#### Task goal
Below are the records. List every line holding the word "format".

#### Material shown
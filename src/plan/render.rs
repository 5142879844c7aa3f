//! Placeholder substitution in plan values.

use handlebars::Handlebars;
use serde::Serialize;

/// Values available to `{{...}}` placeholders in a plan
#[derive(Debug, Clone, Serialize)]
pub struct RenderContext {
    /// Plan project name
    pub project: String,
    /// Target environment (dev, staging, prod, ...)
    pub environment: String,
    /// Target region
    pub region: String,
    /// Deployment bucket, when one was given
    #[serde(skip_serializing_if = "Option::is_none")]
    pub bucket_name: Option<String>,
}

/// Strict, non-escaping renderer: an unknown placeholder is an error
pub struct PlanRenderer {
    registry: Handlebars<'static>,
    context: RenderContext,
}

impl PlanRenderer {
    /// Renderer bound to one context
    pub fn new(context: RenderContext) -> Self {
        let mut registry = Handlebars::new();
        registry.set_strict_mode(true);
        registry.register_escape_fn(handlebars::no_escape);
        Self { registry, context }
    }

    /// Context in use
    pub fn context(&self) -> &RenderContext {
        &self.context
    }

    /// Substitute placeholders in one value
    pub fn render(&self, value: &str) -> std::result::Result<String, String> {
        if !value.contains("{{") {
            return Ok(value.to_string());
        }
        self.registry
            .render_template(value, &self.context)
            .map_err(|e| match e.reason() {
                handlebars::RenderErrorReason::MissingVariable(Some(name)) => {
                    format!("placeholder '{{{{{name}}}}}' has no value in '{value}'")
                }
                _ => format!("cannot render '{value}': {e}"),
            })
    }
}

#### Task output
                    format!("placeholder '{{{{{name}}}}}' has no value in '{value}'")
                _ => format!("cannot render '{value}': {e}"),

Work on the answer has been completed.